El Código de Ética de las Obligaciones para con los Deudores y Público en General de la Asociación de Profesionales en Cobranza y Servicios Jurídicos (Apcob) establece que estas empresas puedan llamar a los deudores desde las 6 de la mañana hasta las 11 de la noche, situación que es avalada por la Comisión Nacional para la Defensa de los Usuarios de los Servicios Financieros (Condusef), instancia que ratificó dicho manifiesto en mayo pasado.
En octubre de 2006 la Condusef y Apcob firmaron un convenio de colaboración para que las empresas de cobranza llevaran a cabo los cobros a los deudores de las firmas financieras bajo estricto apego a Derecho y basadas en principios profesionales, tecnológicos y éticos. Para el cumplimiento de dicho convenio, la asociación estableció un Código de Ética que, de acuerdo con la Condusef, debe ser referente obligado para las prácticas de cobranza y en mayo pasado, ambos grupos ratificaron dicho convenio.
Sin embargo, en el artículo tercero del código establece que las empresas de cobranza no deben “establecer contacto con los deudores en horarios y lugares que resulten inadecuados para el cobro.
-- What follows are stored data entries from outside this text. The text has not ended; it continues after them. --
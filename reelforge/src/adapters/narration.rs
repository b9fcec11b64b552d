//! Narration synthesis stage.

use super::{read_text_artifact, StageAdapter, StageContext, StageOutcome, StageOutput};
use crate::dashboard::RowPatch;
use crate::providers::SpeechSynthesizer;
use crate::resilience::CallError;
use crate::state::{Item, Stage};
use crate::store::{ArtifactKind, ItemLockGuard};
use async_trait::async_trait;
use std::sync::Arc;
use tracing::info;

/// Synthesizes the narration track from the script artifact.
pub struct NarrationAdapter {
    tts: Arc<dyn SpeechSynthesizer>,
}

impl NarrationAdapter {
    pub fn new(tts: Arc<dyn SpeechSynthesizer>) -> Self {
        Self { tts }
    }
}

#[async_trait]
impl StageAdapter for NarrationAdapter {
    fn stage(&self) -> Stage {
        Stage::Narrating
    }

    async fn execute(
        &self,
        ctx: &StageContext,
        guard: &ItemLockGuard,
        item: &Item,
    ) -> Result<StageOutcome, CallError> {
        let script_record =
            item.artifact(ArtifactKind::Script)
                .ok_or_else(|| CallError::Unexpected {
                    message: "narration dispatched without a script artifact".to_string(),
                })?;
        let script = read_text_artifact(&ctx.store, guard, script_record)?;

        let seed = item.fingerprint(Stage::Narrating);
        let speech = self.tts.synthesize(&script, &seed).await?;

        let mut slot = ctx
            .store
            .begin(ArtifactKind::Narration, &item.item_id)
            .map_err(|e| CallError::Unexpected {
                message: format!("artifact slot: {}", e),
            })?;
        slot.write_all(&speech.audio)
            .map_err(|e| CallError::Unexpected {
                message: format!("narration write: {}", e),
            })?;
        let record = slot
            .finalize(guard, Stage::Narrating.as_str())
            .map_err(|e| CallError::Unexpected {
                message: format!("narration finalize: {}", e),
            })?;

        info!(
            item_id = %item.item_id,
            bytes = record.size_bytes,
            inline_timings = speech.timings.is_some(),
            "narration produced"
        );
        Ok(StageOutcome::Completed(StageOutput {
            patch: RowPatch {
                audio_path: Some(record.path.display().to_string()),
                ..Default::default()
            },
            artifacts: vec![record],
            timings: speech.timings,
            ..Default::default()
        }))
    }
}

#[cfg(test)]
mod tests {
    use super::super::testutil::test_ctx;
    use super::*;
    use crate::providers::{SynthesizedSpeech, WordTiming};
    use crate::state::ItemSource;
    use crate::store::ItemLocks;
    use tempfile::TempDir;

    struct FixedSpeech {
        with_timings: bool,
    }

    #[async_trait]
    impl SpeechSynthesizer for FixedSpeech {
        async fn synthesize(
            &self,
            _script: &str,
            _key: &str,
        ) -> Result<SynthesizedSpeech, CallError> {
            Ok(SynthesizedSpeech {
                audio: vec![0u8; 64 * 1024],
                timings: self.with_timings.then(|| {
                    vec![WordTiming {
                        word: "hello".into(),
                        start_ms: 0,
                        end_ms: 400,
                    }]
                }),
            })
        }
    }

    async fn item_with_script(
        ctx: &StageContext,
        guard: &ItemLockGuard,
    ) -> Item {
        let mut item = Item::new("I1", ItemSource::AiIdeation, "t");
        let mut slot = ctx.store.begin(ArtifactKind::Script, "I1").unwrap();
        slot.write_all(b"a script about mornings").unwrap();
        item.put_artifact(slot.finalize(guard, "scripting").unwrap());
        item
    }

    #[tokio::test]
    async fn produces_narration_and_audio_cell() {
        let dir = TempDir::new().unwrap();
        let ctx = test_ctx(&dir);
        let locks = ItemLocks::new();
        let guard = locks.acquire("I1").await;
        let item = item_with_script(&ctx, &guard).await;

        let adapter = NarrationAdapter::new(Arc::new(FixedSpeech { with_timings: true }));
        let StageOutcome::Completed(output) =
            adapter.execute(&ctx, &guard, &item).await.unwrap()
        else {
            panic!("expected completion");
        };

        assert_eq!(output.artifacts[0].kind, "narration");
        assert!(output.artifacts[0].path.exists());
        assert!(output.patch.audio_path.is_some());
        assert!(output.timings.is_some());
    }

    #[tokio::test]
    async fn missing_script_is_an_error() {
        let dir = TempDir::new().unwrap();
        let ctx = test_ctx(&dir);
        let locks = ItemLocks::new();
        let guard = locks.acquire("I1").await;
        let item = Item::new("I1", ItemSource::AiIdeation, "t");

        let adapter = NarrationAdapter::new(Arc::new(FixedSpeech { with_timings: false }));
        assert!(adapter.execute(&ctx, &guard, &item).await.is_err());
    }
}
//! Trend ingest client.
//!
//! The trend source is optional: credentials may be absent, and the
//! upstream regularly answers 403. The supervisor treats any `auth` or
//! `client` failure from here as "source unavailable" and continues with
//! ideation only.

use crate::resilience::{CallError, CallOptions, HttpRequest, OperationClass, ResilientCaller};
use crate::validate;
use async_trait::async_trait;
use serde::Deserialize;
use std::sync::Arc;

const SERVICE: &str = "trends";

/// One trending post from the categorized source.
#[derive(Debug, Clone, PartialEq, Deserialize)]
pub struct TrendPost {
    pub title: String,
    pub score: i64,
}

/// Trend listing capability.
#[async_trait]
pub trait TrendSource: Send + Sync {
    /// Recent posts with at least `min_score`, capped at `limit`.
    async fn fetch(&self, min_score: i64, limit: usize) -> Result<Vec<TrendPost>, CallError>;
}

/// HTTP trend source client with client-credential auth.
pub struct HttpTrendSource {
    base_url: String,
    client_id: String,
    client_secret: String,
    category: String,
    caller: Arc<ResilientCaller>,
}

#[derive(Deserialize)]
struct TrendResponse {
    posts: Vec<TrendPost>,
}

#[derive(Deserialize)]
struct TokenResponse {
    access_token: String,
}

impl HttpTrendSource {
    pub fn new(
        base_url: impl Into<String>,
        client_id: impl Into<String>,
        client_secret: impl Into<String>,
        category: impl Into<String>,
        caller: Arc<ResilientCaller>,
    ) -> Self {
        Self {
            base_url: base_url.into().trim_end_matches('/').to_string(),
            client_id: client_id.into(),
            client_secret: client_secret.into(),
            category: category.into(),
            caller,
        }
    }

    async fn access_token(&self) -> Result<String, CallError> {
        let body = serde_json::json!({
            "grant_type": "client_credentials",
            "client_id": self.client_id,
            "client_secret": self.client_secret,
        });
        let response = self
            .caller
            .call(
                SERVICE,
                OperationClass::Auth,
                HttpRequest::post(format!("{}/oauth/token", self.base_url)).json_body(&body),
                CallOptions {
                    max_attempts: 2,
                    ..Default::default()
                },
            )
            .await?;
        let value: serde_json::Value = response.json()?;
        validate::check_allowed_keys(&value, &["access_token", "expires_in"], "token response")?;
        let token: TokenResponse = response.json()?;
        Ok(token.access_token)
    }
}

#[async_trait]
impl TrendSource for HttpTrendSource {
    async fn fetch(&self, min_score: i64, limit: usize) -> Result<Vec<TrendPost>, CallError> {
        let token = self.access_token().await?;
        let response = self
            .caller
            .call(
                SERVICE,
                OperationClass::Api,
                HttpRequest::get(format!(
                    "{}/v1/{}/hot?limit={}",
                    self.base_url,
                    self.category,
                    limit.clamp(1, 100)
                ))
                .bearer(&token),
                CallOptions {
                    max_attempts: 2,
                    ..Default::default()
                },
            )
            .await?;

        let value: serde_json::Value = response.json()?;
        validate::check_allowed_keys(&value, &["posts"], "trend response")?;
        let parsed: TrendResponse = response.json()?;

        let mut posts: Vec<TrendPost> = parsed
            .posts
            .into_iter()
            .filter(|p| p.score >= min_score)
            .filter(|p| validate::check_cell(&p.title, "trend title").is_ok())
            .collect();
        posts.sort_by(|a, b| b.score.cmp(&a.score));
        posts.truncate(limit);
        Ok(posts)
    }
}

#[cfg(test)]
mod tests {
    use super::*;

    #[test]
    fn trend_post_deserializes() {
        let post: TrendPost =
            serde_json::from_str(r#"{"title": "TIL about rust", "score": 4200}"#).unwrap();
        assert_eq!(post.score, 4200);
    }
}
Se consideran adecuadas las comunicaciones que ocurran a partir de las 6 de la mañana hasta las 11 de la noche hora local del domicilio del deudor”. Además de que este es un periodo amplio, el documento no establece restricciones para los fines de semana.
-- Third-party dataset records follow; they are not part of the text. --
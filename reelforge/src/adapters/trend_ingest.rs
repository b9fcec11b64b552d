//! Trend ingest: the optional second idea source.

use crate::config::TrendSettings;
use crate::dashboard::{DashboardClient, NewRow, RowStatus};
use crate::providers::TrendSource;
use crate::resilience::{CallError, ErrorKind};
use crate::state::{Item, ItemSource, StateDb};
use crate::store::ItemLocks;
use std::sync::Arc;
use tracing::{info, warn};

/// Pulls trending titles from the categorized source and appends them as
/// `Pending Approval` rows.
///
/// The source is known to be flaky (routine 403s); auth and client
/// failures degrade to "no trends this tick" instead of failing the run.
pub struct TrendIngestAdapter {
    source: Arc<dyn TrendSource>,
    dashboard: Arc<dyn DashboardClient>,
    settings: TrendSettings,
}

impl TrendIngestAdapter {
    pub fn new(
        source: Arc<dyn TrendSource>,
        dashboard: Arc<dyn DashboardClient>,
        settings: TrendSettings,
    ) -> Self {
        Self {
            source,
            dashboard,
            settings,
        }
    }

    /// Ingests one batch of trends; returns how many items were created.
    pub async fn run(&self, db: &StateDb, locks: &ItemLocks) -> Result<usize, CallError> {
        let posts = match self
            .source
            .fetch(self.settings.min_score, self.settings.per_tick_limit)
            .await
        {
            Ok(posts) => posts,
            Err(e) if matches!(e.kind(), ErrorKind::Auth | ErrorKind::Client) => {
                warn!(kind = e.kind().as_str(), "trend source unavailable, continuing without it");
                return Ok(0);
            }
            Err(e) => return Err(e),
        };

        let mut created = 0;
        for post in posts {
            // Skip titles already on the dashboard from an earlier tick
            let duplicate = db
                .list()
                .iter()
                .any(|item| item.concept_text == post.title);
            if duplicate {
                continue;
            }
            let appended = self
                .dashboard
                .append_item(NewRow {
                    source: ItemSource::SocialTrend.as_str().to_string(),
                    title: post.title.clone(),
                    status: RowStatus::PendingApproval,
                })
                .await;
            let item_id = match appended {
                Ok(id) => id,
                Err(e) => {
                    warn!(error = %e, "failed to append trend row, skipping");
                    continue;
                }
            };
            let guard = locks.acquire(&item_id).await;
            let item = Item::new(item_id, ItemSource::SocialTrend, post.title);
            if let Err(e) = db.commit(&guard, &item) {
                warn!(error = %e, "failed to record trend locally");
                continue;
            }
            created += 1;
        }
        info!(created, "trend ingest pass complete");
        Ok(created)
    }
}

#[cfg(test)]
mod tests {
    use super::*;
    use crate::dashboard::InMemoryDashboard;
    use crate::providers::TrendPost;
    use async_trait::async_trait;
    use tempfile::TempDir;

    fn settings() -> TrendSettings {
        TrendSettings {
            client_id: "id".into(),
            client_secret: "secret".into(),
            category: "interesting".into(),
            min_score: 500,
            per_tick_limit: 5,
        }
    }

    struct FixedTrends(Vec<TrendPost>);

    #[async_trait]
    impl TrendSource for FixedTrends {
        async fn fetch(&self, _min: i64, _limit: usize) -> Result<Vec<TrendPost>, CallError> {
            Ok(self.0.clone())
        }
    }

    struct Forbidden;

    #[async_trait]
    impl TrendSource for Forbidden {
        async fn fetch(&self, _min: i64, _limit: usize) -> Result<Vec<TrendPost>, CallError> {
            Err(CallError::Auth {
                message: "HTTP 403".into(),
            })
        }
    }

    #[tokio::test]
    async fn ingests_trends_as_pending_items() {
        let dir = TempDir::new().unwrap();
        let db = StateDb::open(dir.path().join("items.db")).unwrap();
        let locks = ItemLocks::new();
        let dashboard = Arc::new(InMemoryDashboard::new());

        let adapter = TrendIngestAdapter::new(
            Arc::new(FixedTrends(vec![TrendPost {
                title: "TIL octopuses have three hearts".into(),
                score: 12_000,
            }])),
            Arc::clone(&dashboard) as Arc<dyn DashboardClient>,
            settings(),
        );
        let created = adapter.run(&db, &locks).await.unwrap();
        assert_eq!(created, 1);
        assert_eq!(db.list()[0].source, ItemSource::SocialTrend);
    }

    #[tokio::test]
    async fn forbidden_source_degrades_gracefully() {
        let dir = TempDir::new().unwrap();
        let db = StateDb::open(dir.path().join("items.db")).unwrap();
        let locks = ItemLocks::new();

        let adapter = TrendIngestAdapter::new(
            Arc::new(Forbidden),
            Arc::new(InMemoryDashboard::new()) as Arc<dyn DashboardClient>,
            settings(),
        );
        let created = adapter.run(&db, &locks).await.unwrap();
        assert_eq!(created, 0);
        assert!(db.is_empty());
    }

    #[tokio::test]
    async fn duplicate_titles_are_skipped() {
        let dir = TempDir::new().unwrap();
        let db = StateDb::open(dir.path().join("items.db")).unwrap();
        let locks = ItemLocks::new();
        let dashboard = Arc::new(InMemoryDashboard::new());

        let adapter = TrendIngestAdapter::new(
            Arc::new(FixedTrends(vec![TrendPost {
                title: "Same trend".into(),
                score: 9_000,
            }])),
            Arc::clone(&dashboard) as Arc<dyn DashboardClient>,
            settings(),
        );
        assert_eq!(adapter.run(&db, &locks).await.unwrap(), 1);
        assert_eq!(adapter.run(&db, &locks).await.unwrap(), 0);
        assert_eq!(db.len(), 1);
    }
}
Para el delegado de la Condusef en Puebla, Iñigo Ocejo Rojo, el código es un avance importante, porque en él las empresas se comprometen a evitar el uso de lenguaje obsceno o de palabras altisonantes al establecer comunicación con el deudor, sus familiares, amigos o compañeros de trabajo, ya que las comunicaciones telefónicas deberán hacerse con la finalidad de negociar el pago de las deudas y no con la intención de molestar o amenazar a los deudores o a las personas que atiendan dichas llamadas.
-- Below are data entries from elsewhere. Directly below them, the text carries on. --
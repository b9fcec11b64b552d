//! Single-file local state store.
//!
//! One JSON document maps `item_id` to its [`Item`] record. Every commit
//! rewrites the file through a temp-then-rename, so the store is either the
//! old snapshot or the new one, never a torn write. Mutations require the
//! per-item lock guard; the interior mutex only protects the map itself.

use super::item::Item;
use crate::store::ItemLockGuard;
use std::collections::BTreeMap;
use std::path::PathBuf;
use std::sync::Mutex;
use thiserror::Error;
use tracing::info;

/// Failures of the local state store. Surface as the `resource` error kind.
#[derive(Debug, Error)]
pub enum StateError {
    #[error("state I/O failure during {context}: {source}")]
    Io {
        context: String,
        #[source]
        source: std::io::Error,
    },

    #[error("state file is corrupt: {0}")]
    Corrupt(#[from] serde_json::Error),
}

impl StateError {
    fn io(context: impl Into<String>, source: std::io::Error) -> Self {
        StateError::Io {
            context: context.into(),
            source,
        }
    }
}

/// The items database at `state/items.db`.
pub struct StateDb {
    path: PathBuf,
    items: Mutex<BTreeMap<String, Item>>,
}

impl StateDb {
    /// Opens the database, loading any existing snapshot.
    pub fn open(path: impl Into<PathBuf>) -> Result<Self, StateError> {
        let path = path.into();
        if let Some(parent) = path.parent() {
            std::fs::create_dir_all(parent)
                .map_err(|e| StateError::io(format!("create {}", parent.display()), e))?;
        }
        let items = match std::fs::read(&path) {
            Ok(body) => serde_json::from_slice(&body)?,
            Err(e) if e.kind() == std::io::ErrorKind::NotFound => BTreeMap::new(),
            Err(e) => return Err(StateError::io(format!("read {}", path.display()), e)),
        };
        let db = Self {
            path,
            items: Mutex::new(items),
        };
        info!(items = db.len(), path = %db.path.display(), "state store opened");
        Ok(db)
    }

    pub fn len(&self) -> usize {
        self.items.lock().unwrap_or_else(|e| e.into_inner()).len()
    }

    pub fn is_empty(&self) -> bool {
        self.len() == 0
    }

    /// Snapshot of one item.
    pub fn get(&self, item_id: &str) -> Option<Item> {
        self.items
            .lock()
            .unwrap_or_else(|e| e.into_inner())
            .get(item_id)
            .cloned()
    }

    /// Snapshot of every item.
    pub fn list(&self) -> Vec<Item> {
        self.items
            .lock()
            .unwrap_or_else(|e| e.into_inner())
            .values()
            .cloned()
            .collect()
    }

    /// Writes an item record and persists the snapshot.
    ///
    /// The guard pins the commit to the per-item lock; the caller updates
    /// the dashboard only after this returns.
    pub fn commit(&self, guard: &ItemLockGuard, item: &Item) -> Result<(), StateError> {
        debug_assert_eq!(guard.item_id(), item.item_id);
        let snapshot = {
            let mut items = self.items.lock().unwrap_or_else(|e| e.into_inner());
            items.insert(item.item_id.clone(), item.clone());
            serde_json::to_vec_pretty(&*items)?
        };
        self.persist(&snapshot)
    }

    /// Removes an item record (operator-driven; GC keeps terminal records).
    pub fn remove(&self, guard: &ItemLockGuard) -> Result<(), StateError> {
        let snapshot = {
            let mut items = self.items.lock().unwrap_or_else(|e| e.into_inner());
            items.remove(guard.item_id());
            serde_json::to_vec_pretty(&*items)?
        };
        self.persist(&snapshot)
    }

    fn persist(&self, snapshot: &[u8]) -> Result<(), StateError> {
        let tmp = self.path.with_extension("db.tmp");
        std::fs::write(&tmp, snapshot)
            .map_err(|e| StateError::io(format!("write {}", tmp.display()), e))?;
        std::fs::rename(&tmp, &self.path)
            .map_err(|e| StateError::io(format!("rename {}", self.path.display()), e))?;
        Ok(())
    }
}
//! On-disk layout under the data root.

use super::settings::ConfigError;
use std::path::{Path, PathBuf};

/// Fixed directory layout:
///
/// ```text
/// <root>/
///   state/items.db
///   state/circuit-breakers.json
///   artifacts/<kind>/<item_id>/...
///   logs/YYYY-MM-DD.log
///   credentials/
/// ```
#[derive(Debug, Clone)]
pub struct DataLayout {
    root: PathBuf,
}

impl DataLayout {
    pub fn new(root: impl Into<PathBuf>) -> Self {
        Self { root: root.into() }
    }

    pub fn root(&self) -> &Path {
        &self.root
    }

    pub fn state_file(&self) -> PathBuf {
        self.root.join("state").join("items.db")
    }

    pub fn breakers_file(&self) -> PathBuf {
        self.root.join("state").join("circuit-breakers.json")
    }

    pub fn artifacts_dir(&self) -> PathBuf {
        self.root.join("artifacts")
    }

    pub fn logs_dir(&self) -> PathBuf {
        self.root.join("logs")
    }

    pub fn credentials_dir(&self) -> PathBuf {
        self.root.join("credentials")
    }

    /// Creates the directory tree. The credentials directory is restricted
    /// to the owner; its contents are never logged.
    pub fn prepare(&self) -> Result<(), ConfigError> {
        let mkdir = |path: &Path| -> Result<(), ConfigError> {
            std::fs::create_dir_all(path).map_err(|e| ConfigError::Invalid {
                var: "REELFORGE_ROOT",
                reason: format!("cannot create {}: {}", path.display(), e),
            })
        };
        mkdir(&self.root)?;
        mkdir(&self.root.join("state"))?;
        mkdir(&self.artifacts_dir())?;
        mkdir(&self.logs_dir())?;
        mkdir(&self.credentials_dir())?;

        #[cfg(unix)]
        {
            use std::os::unix::fs::PermissionsExt;
            let perms = std::fs::Permissions::from_mode(0o700);
            std::fs::set_permissions(self.credentials_dir(), perms).map_err(|e| {
                ConfigError::Invalid {
                    var: "REELFORGE_ROOT",
                    reason: format!("cannot restrict credentials dir: {}", e),
                }
            })?;
        }
        Ok(())
    }
}
//! Output formats for trees
//!
//! Every notation the grammar reads has a serializer here (prefix, bracket, decimal), and
//! `parse(serialize(tree)) == tree` holds for each of them. Two more formats are for people
//! rather than for the parser: treeviz (one line per node) and json.

pub mod bracket;
pub mod decimal;
pub mod json;
pub mod prefix;
pub mod registry;
pub mod treeviz;

pub use bracket::{to_bracket_str, BracketFormatter};
pub use decimal::{to_decimal_str, DecimalFormatter};
pub use json::{to_json_str, JsonFormatter};
pub use prefix::{to_prefix_str, PrefixFormatter};
pub use registry::{FormatError, FormatRegistry, Formatter};
pub use treeviz::{to_treeviz_str, TreevizFormatter};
Destacó que en el artículo quinto del código se establece que no se podrán hacer publicaciones, tales como “lista negra de deudores”, y tampoco establecer registros especiales distintos a los que prescriben las leyes para hacer del conocimiento general la negativa de pago de los deudores, mientras que el séptimo señala que no se debe engañar al deudor con el argumento de que al no pagar su deuda comete delito sancionado con privación de la libertad, ni hacerle creer con falsos escritos de demanda o de notificaciones judiciales que se ha iniciado un juicio en su contra.
El gran problema es que a los despachos les urge recuperar los adeudos porque es un negocio millonario, por lo que el usuario debe identificar a la empresa que lo está amenazando para denunciarla ante la asociación (www.apcob. com.mx) o establecer una denuncia formal por amenazas, remarcó Ocejo Rojo. A nivel nacional la línea total de crédito al consumo es de 240 mil millones de pesos; los bancos tienen 7 por ciento de cartera vencida y se tardan alrededor de año y medio para venderla a las empresas de cobranza.